MYTH: The Flu Vaccine Causes the Flu
One of the many myths about the flu is that the vaccination can cause influenza. The flu shot consists of an inactivated form of the virus. The inactivated strain cannot transmit infection. Therefore, if you receive the vaccination and contract the flu it is most likely due to the fact that the vaccine you received was a different strain than the one that made you ill. Or, since antibodies usually take about two weeks to protect you after the vaccination is given you may have been exposed to the flu virus during that time.
It is a possibility that the flu vaccination can cause some flu-like symptoms (the most common are low-grade fever and aches). It is NOT possible to get the flu from the vaccination!
The flu vaccine is produced by private manufacturers. The CDC doesn’t recommend one type of flu vaccine over the other.
MYTH: There is Only One Form of Influenza (Flu)

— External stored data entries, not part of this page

#[cfg(test)]
mod test {
    use itertools::Itertools;
    use rand::Rng;

    use super::{
        compute_node_counts, compute_octree, ensure_min_leaves, find_leaf, is_cornerstone,
        leaf_level, num_leaves, rebalance_decision, rebalance_tree, root_tree, uniform_tree,
        Octree,
    };
    use crate::backend::{HostBackend, ThreadPoolBackend};
    use crate::error::{DomainError, ImbalanceError};
    use crate::sfc::{max_key, node_range};
    use crate::tools::{generate_random_keys, seeded_rng};

    #[test]
    fn test_uniform_tree() {
        let tree = uniform_tree::<u32>(2);
        assert_eq!(num_leaves(&tree), 64);
        assert!(is_cornerstone(&tree));
        assert!(is_cornerstone(&root_tree::<u64>()));
        assert!(!is_cornerstone(&[0u32, 3, max_key()]));
        assert!(!is_cornerstone(&[0u32, 1 << 27]));
    }

    #[test]
    fn test_merge_and_split() {
        // Level one tree, all particles in the first octant.
        let tree = uniform_tree::<u32>(1);
        let counts = vec![100, 0, 0, 0, 0, 0, 0, 0];
        let (ops, converged) = rebalance_decision::<_, HostBackend>(&tree, &counts, 10);
        assert!(!converged);
        assert_eq!(ops, vec![64, 1, 1, 1, 1, 1, 1, 1]);

        let refined = rebalance_tree::<_, HostBackend>(&tree, &ops);
        assert!(is_cornerstone(&refined));
        assert_eq!(num_leaves(&refined), 64 + 7);
        assert_eq!(leaf_level(&refined, 0), 3);

        // A sparse sibling group collapses into its parent.
        let counts = vec![1; 8];
        let (ops, _) = rebalance_decision::<_, HostBackend>(&tree, &counts, 10);
        assert_eq!(ops, vec![1, 0, 0, 0, 0, 0, 0, 0]);
        assert_eq!(rebalance_tree::<_, HostBackend>(&tree, &ops), root_tree::<u32>());
    }

    #[test]
    fn test_compute_octree() {
        let mut rng = seeded_rng(6);
        let mut keys = generate_random_keys::<u64, _>(10_000, &mut rng);
        // A dense cluster in a corner.
        keys.extend((0..2000).map(|_| rng.gen_range(0..1u64 << 40)));
        keys.sort();

        let bucket_size = 32;
        let (tree, counts) = compute_octree::<_, HostBackend>(&keys, bucket_size, 64).unwrap();
        assert!(is_cornerstone(&tree));
        assert_eq!(counts.iter().sum::<u64>(), keys.len() as u64);
        assert!(counts.iter().all(|&count| count <= bucket_size as u64));
        assert_eq!(counts, compute_node_counts::<_, HostBackend>(&tree, &keys));

        // Converged trees have no mergeable sibling groups left.
        let (_, converged) = rebalance_decision::<_, HostBackend>(&tree, &counts, bucket_size);
        assert!(converged);

        let (pool_tree, pool_counts) =
            compute_octree::<_, ThreadPoolBackend>(&keys, bucket_size, 64).unwrap();
        assert_eq!(pool_tree, tree);
        assert_eq!(pool_counts, counts);
    }

    #[test]
    fn test_unsplittable_leaf() {
        let keys = vec![12345u32; 20];
        let result = compute_octree::<_, HostBackend>(&keys, 8, 64);
        assert!(matches!(
            result,
            Err(DomainError::Imbalance(ImbalanceError::Unsplittable { count: 20, .. }))
        ));
    }

    #[test]
    fn test_ensure_min_leaves() {
        let tree = ensure_min_leaves::<u32, HostBackend>(&root_tree(), 20);
        assert!(is_cornerstone(&tree));
        assert_eq!(num_leaves(&tree), 64);

        let tree = ensure_min_leaves::<u32, HostBackend>(&uniform_tree(1), 3);
        assert_eq!(tree, uniform_tree::<u32>(1));
    }

    #[test]
    fn test_node_table() {
        let mut rng = seeded_rng(7);
        let mut keys = generate_random_keys::<u32, _>(3000, &mut rng);
        keys.sort();
        let (tree, counts) = compute_octree::<_, HostBackend>(&keys, 16, 64).unwrap();
        let octree = Octree::from_leaves(&tree);

        assert_eq!(octree.num_leaf_nodes(), num_leaves(&tree));
        assert_eq!(octree.num_internal_nodes(), (num_leaves(&tree) - 1) / 7);
        assert_eq!(octree.key_range(octree.root()), (0, max_key()));
        assert_eq!(octree.parent(octree.root()), None);

        for leaf in 0..num_leaves(&tree) {
            let node = octree.leaf_node(leaf);
            assert!(octree.is_leaf(node));
            assert_eq!(octree.leaf_index(node), Some(leaf));
            assert_eq!(octree.key_range(node), (tree[leaf], tree[leaf + 1]));
        }

        for node in 0..octree.num_nodes() {
            for (octant, child) in octree.children(node).enumerate() {
                assert_eq!(octree.parent(child), Some(node));
                assert_eq!(octree.level(child), octree.level(node) + 1);
                assert_eq!(
                    octree.key(child),
                    octree.key(node) + octant as u32 * node_range::<u32>(octree.level(child))
                );
            }
            assert_eq!(octree.locate(octree.key(node), octree.level(node)), Some(node));
        }

        let node_counts = octree.upsweep(&counts, |a, b| a + b);
        assert_eq!(node_counts[octree.root()], keys.len() as u64);
        let first_level = octree.level_range(1).collect_vec();
        assert_eq!(first_level.len(), 8);
        assert_eq!(
            first_level.iter().map(|&node| node_counts[node]).sum::<u64>(),
            keys.len() as u64
        );

        let leaf_levels = (0..num_leaves(&tree)).map(|leaf| leaf_level(&tree, leaf)).collect_vec();
        let deepest = octree.upsweep(&leaf_levels, u32::max);
        assert_eq!(deepest[octree.root()], *leaf_levels.iter().max().unwrap());

        let key = keys[keys.len() / 2];
        let leaf = find_leaf(&tree, key);
        assert!(tree[leaf] <= key && key < tree[leaf + 1]);
    }
}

There are actually several types of influenza including type A,B, and C flu viruses.
Year-round the most commonly referred to “flu” is the “stomach flu”. But gastroenteritis is not caused by influenza and is not related to the flu at all! Influenza is a respiratory virus. Although the seasonal flu can cause vomiting and diarrhea in some people (particularly the very young and very old) it is not a “stomach flu”.
Your doctor can test to see if the symptoms you are having are actually influenza and not a “stomach flu” or other “bug”. For the average person this is not needed. For the very young and very old, or people with a compromised immune system testing for the flu may be recommended since an antiviral medication could reduce the duration and severity of the symptoms.
MYTH: Antibiotics Can Help if You Contract the Flu
Influenza is a virus and antibiotics do not help fight a viral infection. Taking antibiotics when not absolutely needed is bad for your body and an unnecessary expense. If your symptoms worsen or linger longer than expected it is recommended to see your doctor. It is possible that you have contracted another illness while your immune system was busy fighting the flu.
MYTH: The Flu Vaccination is the Only Way to Avoid the Flu
The flu vaccination is a great way to be proactive and protect yourself from influenza. Vaccination is not the only way to stay healthy. Wash your hands often! Germs are the number one culprit. If you are are washing your hands often you avoid the spreading of influenza (and other illnesses) and possible contamination.
Stay away from anyone who is sick. If someone you are close to has recently contracted influenza avoid contact with them until their symptoms are gone. Avoiding the virus altogether is the best way to stay healthy.
Now that you know the truth about some of the myths about the flu you can improve your odds of staying healthy and free of the flu this flu season. Keeping up to date with your yearly vaccination is key. Also, remember to steer clear of anyone that is “not feeling well” to stay healthy and influenza free.